> **Exercise goal**:
No line before the one containing "HTTP blocked: unsupported" is to be output; retype exactly that line and all lines that follow it to the end of the records.

═══ Records for processing ═══

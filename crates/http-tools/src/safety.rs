//! Outbound HTTP policy: scheme/host checks and redaction of URLs in error text.

use crate::config::HttpClientConfig;
use crate::transport::TransportError;
use std::collections::HashSet;
use url::Url;

#[derive(Debug, Clone)]
pub struct OutboundPolicy {
    /// If set, only these hosts are allowed (compared lowercase).
    pub allowed_hosts: Option<HashSet<String>>,
    /// Maximum response body size (bytes). `None` = unlimited.
    pub max_response_bytes: Option<usize>,
    pub follow_redirects: bool,
}

impl OutboundPolicy {
    /// No host restrictions, no size limit, redirects followed.
    #[must_use]
    pub fn permissive() -> Self {
        Self {
            allowed_hosts: None,
            max_response_bytes: None,
            follow_redirects: true,
        }
    }

    #[must_use]
    pub fn from_config(cfg: &HttpClientConfig) -> Self {
        Self {
            allowed_hosts: cfg.allowed_hosts.as_ref().map(|hosts| {
                hosts
                    .iter()
                    .map(|h| h.to_ascii_lowercase())
                    .collect()
            }),
            max_response_bytes: cfg.max_response_bytes,
            follow_redirects: cfg.follow_redirects,
        }
    }

    /// Validate a URL before making an outbound request.
    ///
    /// # Errors
    ///
    /// Returns an error for non-`http(s)` schemes, a missing host, or a host outside the
    /// allowlist.
    pub fn check_url(&self, url: &Url) -> Result<(), TransportError> {
        let scheme = url.scheme();
        if scheme != "http" && scheme != "https" {
            return Err(TransportError::new(format!(
                "Outbound HTTP blocked: unsupported URL scheme '{scheme}'"
            )));
        }

        let Some(host) = url.host_str() else {
            return Err(TransportError::new("Outbound HTTP blocked: missing URL host"));
        };

        if let Some(allowed) = &self.allowed_hosts
            && !allowed.contains(&host.to_ascii_lowercase())
        {
            return Err(TransportError::new(format!(
                "Outbound HTTP blocked: host '{host}' not in allowlist"
            )));
        }

        Ok(())
    }
}

impl Default for OutboundPolicy {
    fn default() -> Self {
        Self::permissive()
    }
}

/// Drop credentials, query and fragment so a URL is safe to log.
#[must_use]
pub fn redact_url(url: &Url) -> String {
    let mut u = url.clone();
    let _ = u.set_username("");
    let _ = u.set_password(None);
    u.set_query(None);
    u.set_fragment(None);
    u.to_string()
}

#[must_use]
pub fn sanitize_reqwest_error(e: &reqwest::Error) -> String {
    let mut msg = e.to_string();
    if let Some(u) = e.url() {
        msg = msg.replace(u.as_str(), &redact_url(u));
    }
    msg
}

═══

> **Output below**:
                "Outbound HTTP blocked: unsupported URL scheme '{scheme}'"
            )));
        }

        let Some(host) = url.host_str() else {
            return Err(TransportError::new("Outbound HTTP blocked: missing URL host"));
        };

        if let Some(allowed) = &self.allowed_hosts
            && !allowed.contains(&host.to_ascii_lowercase())
        {
            return Err(TransportError::new(format!(
                "Outbound HTTP blocked: host '{host}' not in allowlist"
            )));
        }

        Ok(())
    }
}

impl Default for OutboundPolicy {
    fn default() -> Self {
        Self::permissive()
    }
}

/// Drop credentials, query and fragment so a URL is safe to log.
#[must_use]
pub fn redact_url(url: &Url) -> String {
    let mut u = url.clone();
    let _ = u.set_username("");
    let _ = u.set_password(None);
    u.set_query(None);
    u.set_fragment(None);
    u.to_string()
}

#[must_use]
pub fn sanitize_reqwest_error(e: &reqwest::Error) -> String {
    let mut msg = e.to_string();
    if let Some(u) = e.url() {
        msg = msg.replace(u.as_str(), &redact_url(u));
    }
    msg
}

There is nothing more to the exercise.